- Opening Delimiter -
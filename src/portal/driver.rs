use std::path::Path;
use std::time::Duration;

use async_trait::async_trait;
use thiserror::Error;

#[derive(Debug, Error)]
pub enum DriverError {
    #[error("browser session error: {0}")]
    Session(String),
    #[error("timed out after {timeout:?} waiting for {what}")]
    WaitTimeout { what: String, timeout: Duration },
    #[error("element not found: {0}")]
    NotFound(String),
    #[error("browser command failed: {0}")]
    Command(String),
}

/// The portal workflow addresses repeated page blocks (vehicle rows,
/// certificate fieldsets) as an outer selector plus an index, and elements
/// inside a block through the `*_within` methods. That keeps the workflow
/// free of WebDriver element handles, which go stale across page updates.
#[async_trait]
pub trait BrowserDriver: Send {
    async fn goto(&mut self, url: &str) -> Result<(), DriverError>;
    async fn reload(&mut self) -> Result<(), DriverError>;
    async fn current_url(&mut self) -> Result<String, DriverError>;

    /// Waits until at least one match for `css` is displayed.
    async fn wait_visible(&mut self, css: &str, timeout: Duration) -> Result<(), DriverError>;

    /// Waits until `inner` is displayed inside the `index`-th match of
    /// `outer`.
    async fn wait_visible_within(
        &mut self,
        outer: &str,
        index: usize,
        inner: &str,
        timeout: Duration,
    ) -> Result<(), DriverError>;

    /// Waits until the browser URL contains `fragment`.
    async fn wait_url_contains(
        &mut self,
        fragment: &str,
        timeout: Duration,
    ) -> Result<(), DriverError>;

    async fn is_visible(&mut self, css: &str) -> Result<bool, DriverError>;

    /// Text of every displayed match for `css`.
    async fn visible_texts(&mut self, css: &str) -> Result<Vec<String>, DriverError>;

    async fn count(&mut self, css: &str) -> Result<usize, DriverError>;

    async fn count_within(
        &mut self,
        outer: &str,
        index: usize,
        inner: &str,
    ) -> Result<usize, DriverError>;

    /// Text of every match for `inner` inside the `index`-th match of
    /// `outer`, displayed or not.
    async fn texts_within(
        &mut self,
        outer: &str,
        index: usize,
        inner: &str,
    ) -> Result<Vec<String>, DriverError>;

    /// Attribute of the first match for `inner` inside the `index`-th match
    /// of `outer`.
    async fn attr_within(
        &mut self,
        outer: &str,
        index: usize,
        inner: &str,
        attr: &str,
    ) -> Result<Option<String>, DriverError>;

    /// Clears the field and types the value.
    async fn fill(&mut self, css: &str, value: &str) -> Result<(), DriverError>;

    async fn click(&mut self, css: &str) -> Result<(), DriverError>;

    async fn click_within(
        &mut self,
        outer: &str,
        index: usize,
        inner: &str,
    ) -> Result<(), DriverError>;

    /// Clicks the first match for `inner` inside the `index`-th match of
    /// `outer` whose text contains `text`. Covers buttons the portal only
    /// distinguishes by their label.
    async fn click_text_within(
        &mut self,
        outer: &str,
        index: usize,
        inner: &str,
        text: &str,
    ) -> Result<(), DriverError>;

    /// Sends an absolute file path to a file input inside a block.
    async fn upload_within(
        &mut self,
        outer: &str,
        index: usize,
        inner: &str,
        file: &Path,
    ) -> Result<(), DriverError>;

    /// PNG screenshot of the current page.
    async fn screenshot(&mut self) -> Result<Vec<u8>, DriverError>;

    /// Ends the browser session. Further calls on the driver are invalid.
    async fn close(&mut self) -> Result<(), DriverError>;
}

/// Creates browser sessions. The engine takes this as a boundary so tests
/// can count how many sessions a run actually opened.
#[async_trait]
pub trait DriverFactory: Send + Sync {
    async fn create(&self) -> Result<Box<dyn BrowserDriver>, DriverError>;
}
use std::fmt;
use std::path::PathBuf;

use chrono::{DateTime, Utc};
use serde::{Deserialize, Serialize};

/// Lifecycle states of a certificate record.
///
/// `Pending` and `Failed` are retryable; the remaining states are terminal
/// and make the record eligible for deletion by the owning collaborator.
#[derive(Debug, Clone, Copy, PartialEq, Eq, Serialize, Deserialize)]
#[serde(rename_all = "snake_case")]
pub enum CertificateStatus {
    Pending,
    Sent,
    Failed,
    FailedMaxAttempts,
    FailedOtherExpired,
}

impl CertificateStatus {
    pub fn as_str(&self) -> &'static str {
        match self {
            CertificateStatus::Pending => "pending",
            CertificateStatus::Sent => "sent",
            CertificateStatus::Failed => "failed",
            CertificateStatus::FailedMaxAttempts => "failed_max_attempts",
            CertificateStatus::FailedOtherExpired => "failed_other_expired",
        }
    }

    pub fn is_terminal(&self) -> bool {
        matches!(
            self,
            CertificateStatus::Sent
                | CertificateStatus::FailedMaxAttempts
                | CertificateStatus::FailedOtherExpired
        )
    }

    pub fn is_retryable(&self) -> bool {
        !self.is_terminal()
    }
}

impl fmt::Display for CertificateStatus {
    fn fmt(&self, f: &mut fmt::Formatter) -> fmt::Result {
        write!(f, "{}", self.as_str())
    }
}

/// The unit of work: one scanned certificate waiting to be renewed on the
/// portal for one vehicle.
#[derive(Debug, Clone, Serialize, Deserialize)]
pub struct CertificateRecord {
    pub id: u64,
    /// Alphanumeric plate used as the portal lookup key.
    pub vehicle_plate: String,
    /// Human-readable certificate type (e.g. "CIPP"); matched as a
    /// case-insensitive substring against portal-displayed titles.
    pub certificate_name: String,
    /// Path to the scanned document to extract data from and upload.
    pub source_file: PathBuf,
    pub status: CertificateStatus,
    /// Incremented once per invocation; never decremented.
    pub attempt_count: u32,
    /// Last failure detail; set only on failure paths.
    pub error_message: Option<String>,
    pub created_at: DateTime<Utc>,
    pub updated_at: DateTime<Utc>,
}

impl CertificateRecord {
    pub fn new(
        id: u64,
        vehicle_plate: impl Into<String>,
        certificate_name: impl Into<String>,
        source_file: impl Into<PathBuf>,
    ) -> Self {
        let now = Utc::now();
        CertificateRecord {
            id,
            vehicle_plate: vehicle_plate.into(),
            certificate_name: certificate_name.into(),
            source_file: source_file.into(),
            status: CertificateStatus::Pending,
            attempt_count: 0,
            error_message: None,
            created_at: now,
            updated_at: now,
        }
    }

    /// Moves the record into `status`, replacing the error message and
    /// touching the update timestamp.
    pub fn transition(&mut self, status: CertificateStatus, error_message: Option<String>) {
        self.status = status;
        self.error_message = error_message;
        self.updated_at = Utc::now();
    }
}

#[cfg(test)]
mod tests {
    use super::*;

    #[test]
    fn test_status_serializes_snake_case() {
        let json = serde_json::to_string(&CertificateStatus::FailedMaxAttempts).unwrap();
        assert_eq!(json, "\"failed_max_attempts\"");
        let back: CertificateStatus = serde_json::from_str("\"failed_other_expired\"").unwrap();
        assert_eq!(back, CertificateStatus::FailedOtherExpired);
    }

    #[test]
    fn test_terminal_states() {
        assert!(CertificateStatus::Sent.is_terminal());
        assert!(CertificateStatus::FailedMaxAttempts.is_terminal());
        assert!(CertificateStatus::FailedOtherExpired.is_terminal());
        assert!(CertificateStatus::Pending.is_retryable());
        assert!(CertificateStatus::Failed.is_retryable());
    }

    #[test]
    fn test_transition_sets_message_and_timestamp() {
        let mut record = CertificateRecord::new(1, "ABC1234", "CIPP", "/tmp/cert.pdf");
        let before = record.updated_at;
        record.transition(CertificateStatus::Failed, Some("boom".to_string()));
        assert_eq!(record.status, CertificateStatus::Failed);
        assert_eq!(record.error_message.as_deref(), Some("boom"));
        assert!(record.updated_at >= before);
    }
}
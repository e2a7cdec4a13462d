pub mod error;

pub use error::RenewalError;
- Closing Delimiter -
_Directions_
The response must reproduce the whole listing exactly.

_Response below_
filename src/portal/driver.rs
use std::path::Path;
use std::time::Duration;

use async_trait::async_trait;
use thiserror::Error;

#[derive(Debug, Error)]
pub enum DriverError {
    #[error("browser session error: {0}")]
    Session(String),
    #[error("timed out after {timeout:?} waiting for {what}")]
    WaitTimeout { what: String, timeout: Duration },
    #[error("element not found: {0}")]
    NotFound(String),
    #[error("browser command failed: {0}")]
    Command(String),
}

/// The portal workflow addresses repeated page blocks (vehicle rows,
/// certificate fieldsets) as an outer selector plus an index, and elements
/// inside a block through the `*_within` methods. That keeps the workflow
/// free of WebDriver element handles, which go stale across page updates.
#[async_trait]
pub trait BrowserDriver: Send {
    async fn goto(&mut self, url: &str) -> Result<(), DriverError>;
    async fn reload(&mut self) -> Result<(), DriverError>;
    async fn current_url(&mut self) -> Result<String, DriverError>;

    /// Waits until at least one match for `css` is displayed.
    async fn wait_visible(&mut self, css: &str, timeout: Duration) -> Result<(), DriverError>;

    /// Waits until `inner` is displayed inside the `index`-th match of
    /// `outer`.
    async fn wait_visible_within(
        &mut self,
        outer: &str,
        index: usize,
        inner: &str,
        timeout: Duration,
    ) -> Result<(), DriverError>;

    /// Waits until the browser URL contains `fragment`.
    async fn wait_url_contains(
        &mut self,
        fragment: &str,
        timeout: Duration,
    ) -> Result<(), DriverError>;

    async fn is_visible(&mut self, css: &str) -> Result<bool, DriverError>;

    /// Text of every displayed match for `css`.
    async fn visible_texts(&mut self, css: &str) -> Result<Vec<String>, DriverError>;

    async fn count(&mut self, css: &str) -> Result<usize, DriverError>;

    async fn count_within(
        &mut self,
        outer: &str,
        index: usize,
        inner: &str,
    ) -> Result<usize, DriverError>;

    /// Text of every match for `inner` inside the `index`-th match of
    /// `outer`, displayed or not.
    async fn texts_within(
        &mut self,
        outer: &str,
        index: usize,
        inner: &str,
    ) -> Result<Vec<String>, DriverError>;

    /// Attribute of the first match for `inner` inside the `index`-th match
    /// of `outer`.
    async fn attr_within(
        &mut self,
        outer: &str,
        index: usize,
        inner: &str,
        attr: &str,
    ) -> Result<Option<String>, DriverError>;

    /// Clears the field and types the value.
    async fn fill(&mut self, css: &str, value: &str) -> Result<(), DriverError>;

    async fn click(&mut self, css: &str) -> Result<(), DriverError>;

    async fn click_within(
        &mut self,
        outer: &str,
        index: usize,
        inner: &str,
    ) -> Result<(), DriverError>;

    /// Clicks the first match for `inner` inside the `index`-th match of
    /// `outer` whose text contains `text`. Covers buttons the portal only
    /// distinguishes by their label.
    async fn click_text_within(
        &mut self,
        outer: &str,
        index: usize,
        inner: &str,
        text: &str,
    ) -> Result<(), DriverError>;

    /// Sends an absolute file path to a file input inside a block.
    async fn upload_within(
        &mut self,
        outer: &str,
        index: usize,
        inner: &str,
        file: &Path,
    ) -> Result<(), DriverError>;

    /// PNG screenshot of the current page.
    async fn screenshot(&mut self) -> Result<Vec<u8>, DriverError>;

    /// Ends the browser session. Further calls on the driver are invalid.
    async fn close(&mut self) -> Result<(), DriverError>;
}

/// Creates browser sessions. The engine takes this as a boundary so tests
/// can count how many sessions a run actually opened.
#[async_trait]
pub trait DriverFactory: Send + Sync {
    async fn create(&self) -> Result<Box<dyn BrowserDriver>, DriverError>;
}
use std::fmt;
use std::path::PathBuf;

use chrono::{DateTime, Utc};
use serde::{Deserialize, Serialize};

/// Lifecycle states of a certificate record.
///
/// `Pending` and `Failed` are retryable; the remaining states are terminal
/// and make the record eligible for deletion by the owning collaborator.
#[derive(Debug, Clone, Copy, PartialEq, Eq, Serialize, Deserialize)]
#[serde(rename_all = "snake_case")]
pub enum CertificateStatus {
    Pending,
    Sent,
    Failed,
    FailedMaxAttempts,
    FailedOtherExpired,
}

impl CertificateStatus {
    pub fn as_str(&self) -> &'static str {
        match self {
            CertificateStatus::Pending => "pending",
            CertificateStatus::Sent => "sent",
            CertificateStatus::Failed => "failed",
            CertificateStatus::FailedMaxAttempts => "failed_max_attempts",
            CertificateStatus::FailedOtherExpired => "failed_other_expired",
        }
    }

    pub fn is_terminal(&self) -> bool {
        matches!(
            self,
            CertificateStatus::Sent
                | CertificateStatus::FailedMaxAttempts
                | CertificateStatus::FailedOtherExpired
        )
    }

    pub fn is_retryable(&self) -> bool {
        !self.is_terminal()
    }
}

impl fmt::Display for CertificateStatus {
    fn fmt(&self, f: &mut fmt::Formatter) -> fmt::Result {
        write!(f, "{}", self.as_str())
    }
}

/// The unit of work: one scanned certificate waiting to be renewed on the
/// portal for one vehicle.
#[derive(Debug, Clone, Serialize, Deserialize)]
pub struct CertificateRecord {
    pub id: u64,
    /// Alphanumeric plate used as the portal lookup key.
    pub vehicle_plate: String,
    /// Human-readable certificate type (e.g. "CIPP"); matched as a
    /// case-insensitive substring against portal-displayed titles.
    pub certificate_name: String,
    /// Path to the scanned document to extract data from and upload.
    pub source_file: PathBuf,
    pub status: CertificateStatus,
    /// Incremented once per invocation; never decremented.
    pub attempt_count: u32,
    /// Last failure detail; set only on failure paths.
    pub error_message: Option<String>,
    pub created_at: DateTime<Utc>,
    pub updated_at: DateTime<Utc>,
}

impl CertificateRecord {
    pub fn new(
        id: u64,
        vehicle_plate: impl Into<String>,
        certificate_name: impl Into<String>,
        source_file: impl Into<PathBuf>,
    ) -> Self {
        let now = Utc::now();
        CertificateRecord {
            id,
            vehicle_plate: vehicle_plate.into(),
            certificate_name: certificate_name.into(),
            source_file: source_file.into(),
            status: CertificateStatus::Pending,
            attempt_count: 0,
            error_message: None,
            created_at: now,
            updated_at: now,
        }
    }

    /// Moves the record into `status`, replacing the error message and
    /// touching the update timestamp.
    pub fn transition(&mut self, status: CertificateStatus, error_message: Option<String>) {
        self.status = status;
        self.error_message = error_message;
        self.updated_at = Utc::now();
    }
}

#[cfg(test)]
mod tests {
    use super::*;

    #[test]
    fn test_status_serializes_snake_case() {
        let json = serde_json::to_string(&CertificateStatus::FailedMaxAttempts).unwrap();
        assert_eq!(json, "\"failed_max_attempts\"");
        let back: CertificateStatus = serde_json::from_str("\"failed_other_expired\"").unwrap();
        assert_eq!(back, CertificateStatus::FailedOtherExpired);
    }

    #[test]
    fn test_terminal_states() {
        assert!(CertificateStatus::Sent.is_terminal());
        assert!(CertificateStatus::FailedMaxAttempts.is_terminal());
        assert!(CertificateStatus::FailedOtherExpired.is_terminal());
        assert!(CertificateStatus::Pending.is_retryable());
        assert!(CertificateStatus::Failed.is_retryable());
    }

    #[test]
    fn test_transition_sets_message_and_timestamp() {
        let mut record = CertificateRecord::new(1, "ABC1234", "CIPP", "/tmp/cert.pdf");
        let before = record.updated_at;
        record.transition(CertificateStatus::Failed, Some("boom".to_string()));
        assert_eq!(record.status, CertificateStatus::Failed);
        assert_eq!(record.error_message.as_deref(), Some("boom"));
        assert!(record.updated_at >= before);
    }
}
repository e2a7cdec4a13462d
pub mod error;

pub use error::RenewalError;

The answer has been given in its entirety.